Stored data
== == ==

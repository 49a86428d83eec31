//! Jellymirror CLI - Command-line interface for the catalog mirror
//!
//! Provides commands for:
//! - Running a full or recently-added sync on demand
//! - Importing Playback Reporting plugin history
//! - Viewing the task run history
//! - Showing per-library statistics

use std::path::PathBuf;

use anyhow::Result;
use clap::{Parser, Subcommand};
use tracing_subscriber::EnvFilter;

mod commands;
mod output;

use commands::{
    history::HistoryCommand, import::ImportPluginCommand, stats::StatsCommand, sync::SyncCommand,
};
use output::OutputFormat;

#[derive(Debug, Parser)]
#[command(
    name = "jellymirror",
    version,
    about = "Mirror a Jellyfin catalog into a local database"
)]
pub struct Cli {
    /// Output in JSON format
    #[arg(long, global = true)]
    json: bool,

    /// Verbose output (can be repeated: -v, -vv)
    #[arg(short, long, action = clap::ArgAction::Count, global = true)]
    verbose: u8,

    /// Use alternate config file
    #[arg(long, global = true)]
    config: Option<PathBuf>,

    #[command(subcommand)]
    command: Commands,
}

#[derive(Debug, Subcommand)]
pub enum Commands {
    /// Mirror libraries, items and users from the server
    Sync(SyncCommand),
    /// Import playback history from the Playback Reporting plugin
    ImportPlugin(ImportPluginCommand),
    /// Show recent task runs
    History(HistoryCommand),
    /// Show item, season and episode counts per library
    Stats(StatsCommand),
}

#[tokio::main]
async fn main() -> Result<()> {
    let cli = Cli::parse();

    let filter = match cli.verbose {
        0 => "warn",
        1 => "info",
        2 => "debug",
        _ => "trace",
    };
    let env_filter = EnvFilter::try_from_default_env().unwrap_or_else(|_| EnvFilter::new(filter));

    tracing_subscriber::fmt()
        .with_env_filter(env_filter)
        .with_target(false)
        .with_writer(std::io::stderr)
        .init();

    let format = if cli.json {
        OutputFormat::Json
    } else {
        OutputFormat::Human
    };
    let config = cli.config.as_deref();

    match cli.command {
        Commands::Sync(cmd) => cmd.execute(config, format).await,
        Commands::ImportPlugin(cmd) => cmd.execute(config, format).await,
        Commands::History(cmd) => cmd.execute(config, format).await,
        Commands::Stats(cmd) => cmd.execute(config, format).await,
    }
}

== == ==

The answer must consist solely of the lines from the first line of the data to the line holding "#[arg(short, long, action", each given again exactly.

repository 49a86428d83eec31
//! Jellymirror CLI - Command-line interface for the catalog mirror
//!
//! Provides commands for:
//! - Running a full or recently-added sync on demand
//! - Importing Playback Reporting plugin history
//! - Viewing the task run history
//! - Showing per-library statistics

use std::path::PathBuf;

use anyhow::Result;
use clap::{Parser, Subcommand};
use tracing_subscriber::EnvFilter;

mod commands;
mod output;

use commands::{
    history::HistoryCommand, import::ImportPluginCommand, stats::StatsCommand, sync::SyncCommand,
};
use output::OutputFormat;

#[derive(Debug, Parser)]
#[command(
    name = "jellymirror",
    version,
    about = "Mirror a Jellyfin catalog into a local database"
)]
pub struct Cli {
    /// Output in JSON format
    #[arg(long, global = true)]
    json: bool,

    /// Verbose output (can be repeated: -v, -vv)
    #[arg(short, long, action = clap::ArgAction::Count, global = true)]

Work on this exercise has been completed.